A upi.com story begins by suggesting that, when forming attitudes about embryonic stem cell research, people are influenced by a number of things. But understanding science plays a negligible role for many people.
“More knowledge is good - everybody is on the same page about that. But will that knowledge necessarily help build support for the science?” says Dietram Scheufele. “The data show that no, it doesn’t. It does for some groups, but definitely not for others.”
Along with Dominique Brossard and Shirley Ho, Scheufele used national public opinion research to analyze how public attitudes are formed about controversial scientific issues such as nanotechnology and stem cells. What they have found again and again is that knowledge is much less important than other factors, such as religious values or deference to scientific authority.

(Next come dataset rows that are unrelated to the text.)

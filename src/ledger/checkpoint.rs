// Checkpoints - sparse per-account history, reconstructed lazily by snapshot id

use crate::types::{Amount, SnapshotId};
use serde::{Deserialize, Serialize};

/// Value of a quantity as observed from `snapshot_id` onwards
#[derive(Clone, Copy, Debug, PartialEq, Eq, Serialize, Deserialize)]
pub struct Checkpoint {
    pub snapshot_id: SnapshotId,
    pub value: Amount,
}

/// Append-only history of one quantity, strictly increasing in snapshot id.
///
/// A write tagged with the id of the next snapshot to be taken overwrites the
/// last entry when it carries the same id, so changes between two snapshots
/// collapse into a single entry.
#[derive(Clone, Debug, Default, PartialEq, Eq, Serialize, Deserialize)]
pub struct Checkpoints {
    entries: Vec<Checkpoint>,
}

impl Checkpoints {
    pub fn new() -> Self {
        Self::default()
    }

    /// Record `value` as visible from `snapshot_id` onwards
    pub fn record(&mut self, snapshot_id: SnapshotId, value: Amount) {
        match self.entries.last_mut() {
            Some(last) if last.snapshot_id == snapshot_id => last.value = value,
            last => {
                debug_assert!(last.map_or(true, |c| c.snapshot_id < snapshot_id));
                self.entries.push(Checkpoint { snapshot_id, value });
            }
        }
    }

    /// Value in the latest entry with `entry.snapshot_id <= snapshot_id`, or 0
    pub fn value_at(&self, snapshot_id: SnapshotId) -> Amount {
        let idx = self
            .entries
            .partition_point(|c| c.snapshot_id <= snapshot_id);
        match idx {
            0 => 0,
            n => self.entries[n - 1].value,
        }
    }

    pub fn latest(&self) -> Option<&Checkpoint> {
        self.entries.last()
    }

    pub fn len(&self) -> usize {
        self.entries.len()
    }

    pub fn is_empty(&self) -> bool {
        self.entries.is_empty()
    }

    pub fn iter(&self) -> impl Iterator<Item = &Checkpoint> {
        self.entries.iter()
    }
}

“Highly religious audiences are different from less religious audiences. They are looking for different things, bringing different things to the table,” explains Scheufele. “It is not about providing religious audiences with more scientific information. In fact, many of them are already highly informed about stem cell research, so more information makes little difference in terms of influencing public support. And that’s not good or bad. That’s just what the data show.”

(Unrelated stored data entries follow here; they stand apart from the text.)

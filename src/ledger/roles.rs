// Role sets - one exclusive Owner plus shared Minter/Burner memberships

use crate::identity::AccountId;
use serde::{Deserialize, Serialize};
use std::collections::BTreeSet;
use std::fmt;
use thiserror::Error;

/// Roles recognised by the ledger
#[derive(Clone, Copy, Debug, PartialEq, Eq, PartialOrd, Ord, Hash, Serialize, Deserialize)]
pub enum Role {
    Owner,
    Minter,
    Burner,
}

/// Whether a role has exactly one holder or a set of holders
#[derive(Clone, Copy, Debug, PartialEq, Eq)]
pub enum RoleKind {
    Exclusive,
    Shared,
}

impl Role {
    pub const ALL: [Role; 3] = [Role::Owner, Role::Minter, Role::Burner];

    pub fn kind(&self) -> RoleKind {
        match self {
            Role::Owner => RoleKind::Exclusive,
            Role::Minter | Role::Burner => RoleKind::Shared,
        }
    }

    pub fn index(&self) -> u8 {
        match self {
            Role::Owner => 0,
            Role::Minter => 1,
            Role::Burner => 2,
        }
    }

    pub fn from_index(index: u8) -> Option<Role> {
        Role::ALL.get(index as usize).copied()
    }
}

impl fmt::Display for Role {
    fn fmt(&self, f: &mut fmt::Formatter<'_>) -> fmt::Result {
        let name = match self {
            Role::Owner => "Owner",
            Role::Minter => "Minter",
            Role::Burner => "Burner",
        };
        f.write_str(name)
    }
}

/// Errors from role checks and role management
#[derive(Error, Debug, Clone, PartialEq, Eq)]
pub enum RoleError {
    #[error("Caller does not hold the {role} role")]
    MissingRole { role: Role },

    #[error("{operation} is not valid for the {role} role")]
    InvalidRoleOperation { role: Role, operation: &'static str },
}

/// Current holders of every role
#[derive(Clone, Debug, PartialEq, Eq, Serialize, Deserialize)]
pub struct RoleSet {
    owner: AccountId,
    minters: BTreeSet<AccountId>,
    burners: BTreeSet<AccountId>,
}

impl RoleSet {
    /// Create a role set with `owner` as the sole Owner and no shared members
    pub fn new(owner: AccountId) -> Self {
        Self {
            owner,
            minters: BTreeSet::new(),
            burners: BTreeSet::new(),
        }
    }

    /// Check whether `account` currently holds `role`
    pub fn holds(&self, role: Role, account: &AccountId) -> bool {
        match role {
            Role::Owner => &self.owner == account,
            Role::Minter => self.minters.contains(account),
            Role::Burner => self.burners.contains(account),
        }
    }

    /// Fail unless `account` holds `role`
    pub fn require(&self, role: Role, account: &AccountId) -> Result<(), RoleError> {
        if self.holds(role, account) {
            Ok(())
        } else {
            Err(RoleError::MissingRole { role })
        }
    }

    /// The sole holder of an exclusive role
    pub fn exclusive_holder(&self, role: Role) -> Result<AccountId, RoleError> {
        match role {
            Role::Owner => Ok(self.owner),
            Role::Minter | Role::Burner => Err(RoleError::InvalidRoleOperation {
                role,
                operation: "getMember",
            }),
        }
    }

    /// All holders of a role, in ascending identity order
    pub fn members(&self, role: Role) -> Vec<AccountId> {
        match role {
            Role::Owner => vec![self.owner],
            Role::Minter => self.minters.iter().copied().collect(),
            Role::Burner => self.burners.iter().copied().collect(),
        }
    }

    fn shared_mut(&mut self, role: Role, operation: &'static str) -> Result<&mut BTreeSet<AccountId>, RoleError> {
        match role {
            Role::Minter => Ok(&mut self.minters),
            Role::Burner => Ok(&mut self.burners),
            Role::Owner => Err(RoleError::InvalidRoleOperation { role, operation }),
        }
    }

    /// Add a member to a shared role. Returns false if already a member.
    pub fn add_member(&mut self, role: Role, account: AccountId) -> Result<bool, RoleError> {
        Ok(self.shared_mut(role, "addMember")?.insert(account))
    }

    /// Remove a member from a shared role. Returns false if not a member.
    pub fn remove_member(&mut self, role: Role, account: &AccountId) -> Result<bool, RoleError> {
        Ok(self.shared_mut(role, "removeMember")?.remove(account))
    }

    /// Replace the holder of an exclusive role, returning the previous holder
    pub fn reset_member(&mut self, role: Role, account: AccountId) -> Result<AccountId, RoleError> {
        match role {
            Role::Owner => Ok(std::mem::replace(&mut self.owner, account)),
            Role::Minter | Role::Burner => Err(RoleError::InvalidRoleOperation {
                role,
                operation: "resetMember",
            }),
        }
    }
}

On the other hand, a value system held by a much smaller portion of the American public works in just the opposite direction. The attitudes of individuals who are deferential to science - who tend to trust scientists and their work - are influenced by their level of scientific understanding.
This theme is similar in some ways to what The Ocean Project has found in the past on ocean public opinion research. Knowledge does not automatically equal changes in attitudes and behaviors/nor support for one's cause, clearly.